At Annuity Risk, we offer a state-of-the-art Economic Scenario Generator that produces market consistent and risk neutral scenarios for equities, risk-free interest rates, and corporate bond rates. Our ESG can model correlations between economic variables comprehensively and accurately. Moreover, we analyze the insurer’s experience data to extract parameters that mimic their own policyholders' behavior and rates setting program, and then validate those scenarios.
Economic Scenario Generators (ESGs) are used for generating economic scenarios that enable risk-neutral valuation of annuities and life insurance policies. Economic scenarios can be most easily visualized as a set of possible future states of existence, expressed via projected time series of equity index levels (hence called equity paths) or future interest rate curves.

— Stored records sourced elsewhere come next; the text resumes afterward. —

//! Pacing command handler

use crate::config::{CliConfig, Settings};
use crate::error::CliResult;
use crate::output::ProgressReporter;
use crate::{PacingAction, PacingArgs};
use feedcheck::pacing::{required_wait, system_now_ms};
use feedcheck::{FileStore, PacingState, PacingStore, RateLimiter};
use std::fmt::Write as _;
use std::path::Path;
use std::time::Duration;

/// Execute the pacing command
pub fn execute_pacing(config: &CliConfig, settings: &Settings, args: &PacingArgs) -> CliResult<()> {
    let reporter =
        ProgressReporter::new(config.color.should_color(), config.verbosity.is_quiet());
    match &args.action {
        PacingAction::Show(state) => {
            let path = state.state.as_deref().unwrap_or(&settings.state_file);
            let pacing = FileStore::new(path).load()?;
            let run_delay = Duration::from_millis(settings.run_delay_ms);
            print!("{}", render_state(path, &pacing, system_now_ms(), run_delay));
            Ok(())
        }
        PacingAction::Reset(state) => {
            let path = state.state.as_deref().unwrap_or(&settings.state_file);
            RateLimiter::with_file(path).reset()?;
            reporter.success(&format!("Pacing state cleared ({})", path.display()));
            Ok(())
        }
    }
}

/// Describe the shared record and the wait a run starting at `now_ms` would incur
#[must_use]
pub fn render_state(path: &Path, state: &PacingState, now_ms: u64, run_delay: Duration) -> String {
    let mut out = String::new();
    let _ = writeln!(out, "State file:      {}", path.display());
    let _ = writeln!(out, "Runs completed:  {}", state.runs_completed);
    let last = if state.runs_completed == 0 {
        "never".to_string()
    } else {
        i64::try_from(state.last_run_end_time)
            .ok()
            .and_then(chrono::DateTime::from_timestamp_millis)
            .map_or_else(|| state.last_run_end_time.to_string(), |dt| dt.to_rfc3339())
    };
    let _ = writeln!(out, "Last run ended:  {last}");
    let wait = required_wait(state, now_ms, run_delay);
    let _ = writeln!(out, "Next run waits:  {} ms", wait.as_millis());
    out
}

More recently, Economic Scenarios have gained popularity in the valuation of Market Risk Benefits (MRBs)** as per FASB’s new Long Duration Targeted Improvements to the valuation and reserving of annuities.
As one may imagine, just about any hypothetical projected (future) time series of equity paths can be considered economic scenarios.
So, what key properties that we are looking for in the economic scenarios to consider them fit for the valuation of MRBs?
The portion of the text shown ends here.